§ **Work to complete**
Each entry should be quoted word for word, including every mark of punctuation.

[Supplied information — start]

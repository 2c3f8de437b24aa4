/// Capabilities the core needs from the device.
#[derive(Debug, Copy, Clone, PartialEq, Eq)]
pub struct DeviceLimits {
    /// Minimum alignment of a dynamic uniform offset, in 32-bit words.
    ///
    /// Every dynamic uniform allocation is rounded up to a multiple of this.
    pub uniform_buffer_word_alignment: u32,
}

impl Default for DeviceLimits {
    fn default() -> Self {
        // 256 bytes, the common requirement on desktop hardware.
        Self {
            uniform_buffer_word_alignment: 64,
        }
    }
}

impl From<&wgpu::Limits> for DeviceLimits {
    fn from(limits: &wgpu::Limits) -> Self {
        Self {
            uniform_buffer_word_alignment: (limits.min_uniform_buffer_offset_alignment / 4).max(1),
        }
    }
}

/// Clip-space depth range convention of the device.
#[derive(Debug, Copy, Clone, PartialEq, Eq, Hash)]
pub enum ClipSpaceNearZ {
    /// Near plane at -1 (OpenGL style).
    NegativeOne,
    /// Near plane at 0 (Vulkan, Metal, D3D, WebGPU).
    Zero,
}

/// Vendor / convention query result.
#[derive(Debug, Clone, PartialEq, Eq)]
pub struct VendorInfo {
    pub platform: String,
    pub clip_space_near_z: ClipSpaceNearZ,
}

impl VendorInfo {
    /// Vendor info for a wgpu adapter. wgpu always uses a `[0, 1]` depth range.
    pub fn from_wgpu_adapter(info: &wgpu::AdapterInfo) -> Self {
        Self {
            platform: format!("wgpu/{:?} {}", info.backend, info.name),
            clip_space_near_z: ClipSpaceNearZ::Zero,
        }
    }
}

#[cfg(test)]
mod tests {
    use super::*;

    #[test]
    fn wgpu_alignment_converts_to_words() {
        let limits = wgpu::Limits {
            min_uniform_buffer_offset_alignment: 256,
            ..wgpu::Limits::default()
        };
        assert_eq!(DeviceLimits::from(&limits).uniform_buffer_word_alignment, 64);
    }
}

[Supplied information — finish]

§ **Solution for this exercise**
repository 2c3f8de437b24aa4
/// Capabilities the core needs from the device.
#[derive(Debug, Copy, Clone, PartialEq, Eq)]
pub struct DeviceLimits {
    /// Minimum alignment of a dynamic uniform offset, in 32-bit words.
    ///
    /// Every dynamic uniform allocation is rounded up to a multiple of this.
    pub uniform_buffer_word_alignment: u32,
}

impl Default for DeviceLimits {
    fn default() -> Self {
        // 256 bytes, the common requirement on desktop hardware.
        Self {
            uniform_buffer_word_alignment: 64,
        }
    }
}

impl From<&wgpu::Limits> for DeviceLimits {
    fn from(limits: &wgpu::Limits) -> Self {
        Self {
            uniform_buffer_word_alignment: (limits.min_uniform_buffer_offset_alignment / 4).max(1),
        }
    }
}

/// Clip-space depth range convention of the device.
#[derive(Debug, Copy, Clone, PartialEq, Eq, Hash)]
pub enum ClipSpaceNearZ {
    /// Near plane at -1 (OpenGL style).
    NegativeOne,
    /// Near plane at 0 (Vulkan, Metal, D3D, WebGPU).
    Zero,
}

/// Vendor / convention query result.
#[derive(Debug, Clone, PartialEq, Eq)]
pub struct VendorInfo {
    pub platform: String,
    pub clip_space_near_z: ClipSpaceNearZ,
}

impl VendorInfo {
    /// Vendor info for a wgpu adapter. wgpu always uses a `[0, 1]` depth range.
    pub fn from_wgpu_adapter(info: &wgpu::AdapterInfo) -> Self {
        Self {
            platform: format!("wgpu/{:?} {}", info.backend, info.name),
            clip_space_near_z: ClipSpaceNearZ::Zero,
        }
    }
}

#[cfg(test)]
mod tests {
    use super::*;

    #[test]
    fn wgpu_alignment_converts_to_words() {
        let limits = wgpu::Limits {
            min_uniform_buffer_offset_alignment: 256,
            ..wgpu::Limits::default()
        };
        assert_eq!(DeviceLimits::from(&limits).uniform_buffer_word_alignment, 64);
    }
}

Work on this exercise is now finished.